[WHAT YOU HAVE TO DO]:
The answer must consist of every line in the records below that contains the string "struct".

[RECORDS SHOWN]:

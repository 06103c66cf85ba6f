//! Configuration management for the portal.

use anyhow::{Context, Result};
use serde::Deserialize;
use sha2::{Digest, Sha256};
use std::path::Path;

use portal_common::constants::{
    DEFAULT_CHALLENGE_TTL_SECS, DEFAULT_LISTEN_ADDR, DEFAULT_SESSION_SWEEP_SECS,
    DEFAULT_SESSION_TTL_SECS, SESSION_COOKIE_NAME, demo_credentials,
};

/// Application configuration
#[derive(Debug, Clone, Deserialize)]
pub struct AppConfig {
    /// HTTP listen address
    #[serde(default = "default_listen_addr")]
    pub listen_addr: String,

    /// Session configuration
    #[serde(default)]
    pub session: SessionConfig,

    /// Login credentials
    #[serde(default)]
    pub auth: AuthConfig,
}

/// Session and CAPTCHA lifetimes
#[derive(Debug, Clone, Deserialize)]
pub struct SessionConfig {
    /// Idle session lifetime in seconds
    #[serde(default = "default_session_ttl")]
    pub ttl_secs: u64,

    /// Cookie carrying the session id
    #[serde(default = "default_cookie_name")]
    pub cookie_name: String,

    /// Expired-session purge interval in seconds
    #[serde(default = "default_sweep_interval")]
    pub sweep_interval_secs: u64,

    /// Challenge validity in seconds
    #[serde(default = "default_challenge_ttl")]
    pub challenge_ttl_secs: u64,
}

impl Default for SessionConfig {
    fn default() -> Self {
        Self {
            ttl_secs: default_session_ttl(),
            cookie_name: default_cookie_name(),
            sweep_interval_secs: default_sweep_interval(),
            challenge_ttl_secs: default_challenge_ttl(),
        }
    }
}

/// Demo credentials. Passwords are stored as SHA-256 hex digests.
#[derive(Debug, Clone, Deserialize)]
pub struct AuthConfig {
    #[serde(default = "default_user_id")]
    pub user_id: String,

    #[serde(default = "default_user_password")]
    pub user_password_sha256: String,

    #[serde(default = "default_admin_password")]
    pub admin_password_sha256: String,
}

impl Default for AuthConfig {
    fn default() -> Self {
        Self {
            user_id: default_user_id(),
            user_password_sha256: default_user_password(),
            admin_password_sha256: default_admin_password(),
        }
    }
}

impl AuthConfig {
    pub fn check_user(&self, user_id: &str, password: &str) -> bool {
        user_id == self.user_id && digest_matches(password, &self.user_password_sha256)
    }

    pub fn check_admin(&self, password: &str) -> bool {
        digest_matches(password, &self.admin_password_sha256)
    }
}

/// Lowercase hex SHA-256 of `input`
pub fn sha256_hex(input: &str) -> String {
    format!("{:x}", Sha256::digest(input.as_bytes()))
}

fn digest_matches(password: &str, expected_hex: &str) -> bool {
    sha256_hex(password).eq_ignore_ascii_case(expected_hex.trim())
}

// Default value functions
fn default_listen_addr() -> String { DEFAULT_LISTEN_ADDR.to_string() }
fn default_session_ttl() -> u64 { DEFAULT_SESSION_TTL_SECS }
fn default_cookie_name() -> String { SESSION_COOKIE_NAME.to_string() }
fn default_sweep_interval() -> u64 { DEFAULT_SESSION_SWEEP_SECS }
fn default_challenge_ttl() -> u64 { DEFAULT_CHALLENGE_TTL_SECS }
fn default_user_id() -> String { demo_credentials::USER_ID.to_string() }
fn default_user_password() -> String { sha256_hex(demo_credentials::USER_PASSWORD) }
fn default_admin_password() -> String { sha256_hex(demo_credentials::ADMIN_PASSWORD) }

impl AppConfig {
    /// Load configuration from file and `PORTAL__*` env vars, with CLI overrides
    pub fn load(config_path: &str, args: &super::Args) -> Result<Self> {
        let mut builder = config::Config::builder();

        if Path::new(config_path).exists() {
            builder = builder.add_source(config::File::with_name(config_path));
        } else {
            tracing::warn!(path = %config_path, "Config file not found, using defaults");
        }

        let settings = builder
            .add_source(config::Environment::with_prefix("PORTAL").separator("__"))
            .build()
            .context("Failed to load config")?;

        let mut config: AppConfig = settings
            .try_deserialize()
            .context("Failed to parse config")?;

        // Apply CLI overrides
        if let Some(ref listen) = args.listen {
            config.listen_addr = listen.clone();
        }

        Ok(config)
    }
}

impl Default for AppConfig {
    fn default() -> Self {
        Self {
            listen_addr: default_listen_addr(),
            session: SessionConfig::default(),
            auth: AuthConfig::default(),
        }
    }
}

#[cfg(test)]
mod tests {
    use super::*;

    fn args(config: &str, listen: Option<&str>) -> crate::Args {
        crate::Args {
            config: config.to_string(),
            listen: listen.map(str::to_string),
            log_level: "info".to_string(),
            json_logs: false,
        }
    }

    #[test]
    fn test_defaults_accept_demo_credentials() {
        let auth = AuthConfig::default();
        assert!(auth.check_user("123123", "123123"));
        assert!(!auth.check_user("123123", "wrong"));
        assert!(!auth.check_user("someone", "123123"));
        assert!(auth.check_admin("123123"));
        assert!(!auth.check_admin(""));
    }

    #[test]
    fn test_sha256_hex() {
        assert_eq!(
            sha256_hex("abc"),
            "ba7816bf8f01cfea414140de5dae2223b00361a396177a9cb410ff61f20015ad"
        );
    }

    #[test]
    fn test_missing_file_falls_back_to_defaults() {
        let config = AppConfig::load("does/not/exist.toml", &args("", Some("0.0.0.0:8080"))).unwrap();
        assert_eq!(config.listen_addr, "0.0.0.0:8080");
        assert_eq!(config.session.cookie_name, SESSION_COOKIE_NAME);
        assert_eq!(config.session.challenge_ttl_secs, DEFAULT_CHALLENGE_TTL_SECS);
    }

    #[test]
    fn test_file_values_override_defaults() {
        let path = std::env::temp_dir().join(format!("portal-config-{}.toml", std::process::id()));
        std::fs::write(
            &path,
            "listen_addr = \"127.0.0.1:9999\"\n\n[session]\nttl_secs = 120\n",
        )
        .unwrap();

        let path_str = path.to_str().unwrap();
        let config = AppConfig::load(path_str, &args(path_str, None)).unwrap();
        std::fs::remove_file(&path).ok();

        assert_eq!(config.listen_addr, "127.0.0.1:9999");
        assert_eq!(config.session.ttl_secs, 120);
        assert_eq!(config.session.sweep_interval_secs, DEFAULT_SESSION_SWEEP_SECS);
    }
}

[FINISHED TASK]:
pub struct AppConfig {
pub struct SessionConfig {
pub struct AuthConfig {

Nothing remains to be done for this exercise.